On Fourier analysis of polynomial multigrid for arbitrary multi-stage cycles

TL;DR

This paper uses Fourier analysis to study polynomial multigrid methods with arbitrary multi-stage cycles, revealing how cycle asymmetry and smoothing strategies improve convergence in solving advection-diffusion and Navier-Stokes equations.

Contribution

It provides a novel Fourier analysis framework for polynomial multigrid with arbitrary cycles, demonstrating how cycle asymmetry enhances convergence in dual-time schemes.

Findings

V-cycle asymmetry improves convergence

Additional prolongation smoothing is beneficial

Analytic results are confirmed numerically in Navier-Stokes simulations

Abstract

The Fourier analysis of the \emph{p}-multigrid acceleration technique is considered for a dual-time scheme applied to the advection-diffusion equation with various cycle configurations.

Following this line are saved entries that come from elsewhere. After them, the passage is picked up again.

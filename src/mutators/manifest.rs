use crate::error::{PrepareError, Result};
use crate::mutators::{read_target, FileEdit};
use crate::section::{locate_key_in_section, replace_value};
use std::path::Path;

const VERSION_KEY: &str = "version";

/// Replace `version = "..."` inside `[section]`.
///
/// # Returns
/// * `Some((old_version, updated_text))` - The key was found
/// * `None` - The section or the key is missing
pub fn plan_section_version(text: &str, section: &str, new_version: &str) -> Option<(String, String)> {
    let found = locate_key_in_section(text, section, VERSION_KEY)?;
    let updated = replace_value(text, &found, new_version);
    Some((found.value, updated))
}

/// Plan the version rewrite for a section-scoped file such as the workspace
/// manifest or the packaging descriptor.
pub fn update_section_version(
    root: &Path,
    path: &Path,
    section: &str,
    new_version: &str,
) -> Result<FileEdit> {
    let original = read_target(root, path)?;
    let (old_version, updated) = plan_section_version(&original, section, new_version)
        .ok_or_else(|| {
            PrepareError::lookup(format!(
                "Could not find version in [{}] of {}",
                section,
                path.display()
            ))
        })?;

    Ok(FileEdit {
        summary: format!("{}: {} → {}", path.display(), old_version, new_version),
        path: path.to_path_buf(),
        original,
        updated,
    })
}
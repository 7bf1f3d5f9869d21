//! Fuzz target for the session registry
//!
//! # Strategy
//!
//! - Arbitrary operation sequences over a small subscriber id space
//! - Each operation applied to the reference model and the real registry
//!
//! # Invariants
//!
//! - Every ack status and message matches the model
//! - `pdu_id` present iff the PDU session was accepted, and always in 1..=15
//! - Registered set matches the model after every operation

#![no_main]

use libfuzzer_sys::fuzz_target;
use pdugate_core::SessionRegistry;
use pdugate_harness::{ModelRegistry, Operation, SimEnv};
use pdugate_proto::Ack;

fuzz_target!(|input: (u64, Vec<Operation>)| {
    let (seed, ops) = input;
    let mut model = ModelRegistry::new();
    let mut real = SessionRegistry::new(SimEnv::with_seed(seed));

    for op in &ops {
        let expected = model.apply(op);
        let ack = real.handle(op.to_request());

        assert_eq!(ack.status(), expected.status(), "status diverged on {op:?}");
        assert_eq!(ack.message(), expected.message(op), "message diverged on {op:?}");

        if let Ack::PduSession(pdu) = &ack {
            assert_eq!(pdu.pdu_id.is_some(), expected.is_ok());
            if let Some(pdu_id) = pdu.pdu_id {
                assert!((1..=15).contains(&pdu_id));
            }
        }

        assert_eq!(model.observable_state().registered, real.subscribers());
    }
});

It is found that improved convergence can be achieved through \emph{V}-cycle asymmetry where additional prolongation smoothing is applied. Experiments conducted on the artificial compressibility formulation of the Navier--Stokes equations found that these analytic findings could be observed numerically in the pressure residual, whereas velocity terms---which are more hyperbolic in character---benefited primarily from increased pseudo-time steps.